I already acknowledged archs can do their own thing under the covers if 
they want.

> 
>>>
>>> Pretend the reference problem does not exit (whether by refcounting or 
>>> shootdown or garbage collection or whatever). We still can't remove 
>>> active_mm! We need it to know how to call into arch functions like 
>>> switch_mm.
> 
> static inline void do_switch_mm(struct task_struct *prev_task, ...)
> {
> #ifdef CONFIG_MMU_TLB_REFCOUNT
> 	switch_mm(...);
> #else
> 	switch_mm(fewer parameters);
> 	/* or pass NULL or whatever. */
> #endif
> }

And prev_task comes from active_mm, ergo core code requires the concept 
of active_mm.

I already said I'm quite happy for wrappers to be added so those can 
compile out of an arch like x86. That's not doing anything for 
complexity of core code, because it still needs to maintain the active 
mm wrappers.

>>> I don't know if you just forgot that critical requirement in your above 
>>> list, or you actually are entirely using x86's mental model for this 
>>> code which is doing something entirely different that does not need it 
>>> at all. If that is the case I really don't mind some cleanup or wrapper 
>>> functions for x86 do entirely do its own thing, but if that's the case
>>> you can't criticize core code's use of active_mm due to the current
>>> state of x86. It's x86 that needs documentation and cleaning up.
>> 
>> Ah, that must be where your confusion is coming from: x86's switch_mm 
>> doesn't use prev anywhere, and the reference scheme it is using appears 
>> to be under-documented, although vague references in changelogs suggest 
>> it has not actually "opted out" of active_mm refcounting.
> 
> All of this is true, except I don't believe I'm confused.

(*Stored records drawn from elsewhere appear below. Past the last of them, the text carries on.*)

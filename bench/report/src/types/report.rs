use crate::actor_failure::ActorFailure;
use crate::actor_stats::ActorStats;
use crate::params::RunParams;
use crate::sample_record::SampleRecord;
use crate::summary::RunSummary;
use serde::{Deserialize, Serialize};
use std::path::Path;
use uuid::Uuid;

#[derive(Debug, Serialize, Deserialize, Clone, PartialEq, Default)]
pub struct RunReport {
    /// Run unique identifier
    pub uuid: Uuid,

    /// Timestamp when the workers were launched
    pub started_at: String,

    /// Timestamp when the last worker was joined
    pub finished_at: String,

    /// Whether the insert target was reached
    pub completed: bool,

    pub params: RunParams,

    /// Final totals taken after every worker and the sampler stopped
    pub summary: RunSummary,

    /// Time-series rows in the order the sampler produced them
    pub samples: Vec<SampleRecord>,

    /// Tallies of the workers that stopped without an error
    pub actors: Vec<ActorStats>,

    /// Workers terminated by non-timeout errors
    pub failures: Vec<ActorFailure>,
}

impl RunReport {
    pub fn dump_to_json(&self, path: &Path) -> std::io::Result<()> {
        if let Some(parent) = path.parent() {
            if !parent.as_os_str().is_empty() {
                std::fs::create_dir_all(parent)?;
            }
        }

        let report_json = serde_json::to_string_pretty(self)?;
        std::fs::write(path, report_json)
    }
}
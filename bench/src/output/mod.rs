pub mod time_series_log;
use super::defaults::*;
use crate::error::HammerError;
use crate::invoker::http::HttpSessionFactory;
use crate::invoker::simulated::{SimulatedStore, SimulatedStoreConfig};
use crate::invoker::SessionFactory;
use clap::{Parser, Subcommand};
use std::sync::Arc;
use std::time::Duration;

#[derive(Subcommand, Debug, Clone, PartialEq)]
pub enum TargetCommand {
    /// In-process store with configurable latency, timeouts and failures
    Simulated(SimulatedArgs),
    /// Store exposing its operations over HTTP
    Http(HttpArgs),
}

impl Default for TargetCommand {
    fn default() -> Self {
        TargetCommand::Simulated(SimulatedArgs::default())
    }
}

#[derive(Parser, Debug, Clone, PartialEq)]
pub struct SimulatedArgs {
    /// Minimum latency of a call in milliseconds
    #[arg(long, default_value_t = DEFAULT_SIMULATED_MIN_LATENCY_MS)]
    pub min_latency_ms: u64,

    /// Maximum latency of a call in milliseconds
    #[arg(long, default_value_t = DEFAULT_SIMULATED_MAX_LATENCY_MS)]
    pub max_latency_ms: u64,

    /// Share of calls (0.0 - 1.0) that stall until the query timeout
    #[arg(long, default_value_t = DEFAULT_SIMULATED_TIMEOUT_RATIO, value_parser = parse_ratio)]
    pub timeout_ratio: f64,

    /// Share of calls (0.0 - 1.0) that fail with an error
    #[arg(long, default_value_t = DEFAULT_SIMULATED_FAILURE_RATIO, value_parser = parse_ratio)]
    pub failure_ratio: f64,
}

impl Default for SimulatedArgs {
    fn default() -> Self {
        Self {
            min_latency_ms: DEFAULT_SIMULATED_MIN_LATENCY_MS,
            max_latency_ms: DEFAULT_SIMULATED_MAX_LATENCY_MS,
            timeout_ratio: DEFAULT_SIMULATED_TIMEOUT_RATIO,
            failure_ratio: DEFAULT_SIMULATED_FAILURE_RATIO,
        }
    }
}

#[derive(Parser, Debug, Clone, PartialEq)]
pub struct HttpArgs {
    /// Base URL of the store
    #[arg(long, default_value_t = DEFAULT_HTTP_SERVER_URL.to_owned())]
    pub server_url: String,
}

fn parse_ratio(v: &str) -> Result<f64, String> {
    let ratio: f64 = v.parse().map_err(|e| format!("'{v}' is not a number: {e}"))?;
    if (0.0..=1.0).contains(&ratio) {
        Ok(ratio)
    } else {
        Err(format!("'{v}' must be between 0.0 and 1.0"))
    }
}

impl TargetCommand {
    pub fn create_session_factory(&self) -> Result<Arc<dyn SessionFactory>, HammerError> {
        match self {
            TargetCommand::Simulated(args) => {
                let config = SimulatedStoreConfig {
                    min_latency: Duration::from_millis(args.min_latency_ms),
                    max_latency: Duration::from_millis(args.max_latency_ms.max(args.min_latency_ms)),
                    timeout_ratio: args.timeout_ratio,
                    failure_ratio: args.failure_ratio,
                };
                Ok(Arc::new(SimulatedStore::new(config)))
            }
            TargetCommand::Http(args) => Ok(Arc::new(HttpSessionFactory::new(&args.server_url)?)),
        }
    }
}

#[cfg(test)]
mod tests {
    use super::*;

    #[test]
    fn ratios_outside_unit_interval_should_be_rejected() {
        assert_eq!(parse_ratio("0.25"), Ok(0.25));
        assert!(parse_ratio("1.5").is_err());
        assert!(parse_ratio("-0.1").is_err());
        assert!(parse_ratio("often").is_err());
    }

    #[test]
    fn both_targets_should_build_a_session_factory() {
        let simulated = TargetCommand::default().create_session_factory().unwrap();
        assert!(simulated.describe().starts_with("simulated store"));

        let http = TargetCommand::Http(HttpArgs {
            server_url: "http://127.0.0.1:9000".to_owned(),
        })
        .create_session_factory()
        .unwrap();
        assert_eq!(http.describe(), "HTTP store at http://127.0.0.1:9000/");
    }
}
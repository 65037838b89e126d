pub mod clock;
pub mod ewma;
pub mod metrics;
pub mod report_builder;
pub mod sampler;
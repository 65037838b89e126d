use std::sync::atomic::{AtomicU64, Ordering};

/// Weight kept from the previous average on every update.
pub const HISTORY_WEIGHT: f64 = 0.75;

/// Bit pattern marking an average that has not seen any sample yet.
/// It is a NaN payload that arithmetic on finite samples never produces.
const UNSET: u64 = u64::MAX;

/// Exponentially weighted moving average that many tasks can feed at once.
///
/// The value is stored as the bit pattern of an `f64` so every update can be
/// published with a single compare-and-swap. A sample read from a stale value
/// is recomputed instead of overwriting a concurrent contribution.
#[derive(Debug)]
pub struct AtomicEwma {
    bits: AtomicU64,
}

impl Default for AtomicEwma {
    fn default() -> Self {
        Self::new()
    }
}

impl AtomicEwma {
    pub fn new() -> Self {
        Self {
            bits: AtomicU64::new(UNSET),
        }
    }

    pub fn record(&self, sample: f64) {
        if !sample.is_finite() {
            return;
        }

        let mut current = self.bits.load(Ordering::Acquire);
        loop {
            let next = if current == UNSET {
                sample
            } else {
                blend(f64::from_bits(current), sample)
            };
            match self.bits.compare_exchange_weak(
                current,
                next.to_bits(),
                Ordering::AcqRel,
                Ordering::Acquire,
            ) {
                Ok(_) => return,
                Err(actual) => current = actual,
            }
        }
    }

    /// Current average, `None` until the first sample arrives.
    pub fn get(&self) -> Option<f64> {
        match self.bits.load(Ordering::Acquire) {
            UNSET => None,
            bits => Some(f64::from_bits(bits)),
        }
    }

    pub fn get_or_zero(&self) -> f64 {
        self.get().unwrap_or(0.0)
    }
}

fn blend(average: f64, sample: f64) -> f64 {
    average * HISTORY_WEIGHT + sample * (1.0 - HISTORY_WEIGHT)
}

Well someone is. My patches don't change any of the fundamental 
complexity of core code's maintaining of active_mm, nor alleviate the
requirement to keep active_mm around under the new config introduced,
and yet you are saying:

  I am in favor of this approach, but I would be a lot more comfortable
  with the resulting code if task->active_mm were at least better
  documented and possibly even guarded by ifdefs.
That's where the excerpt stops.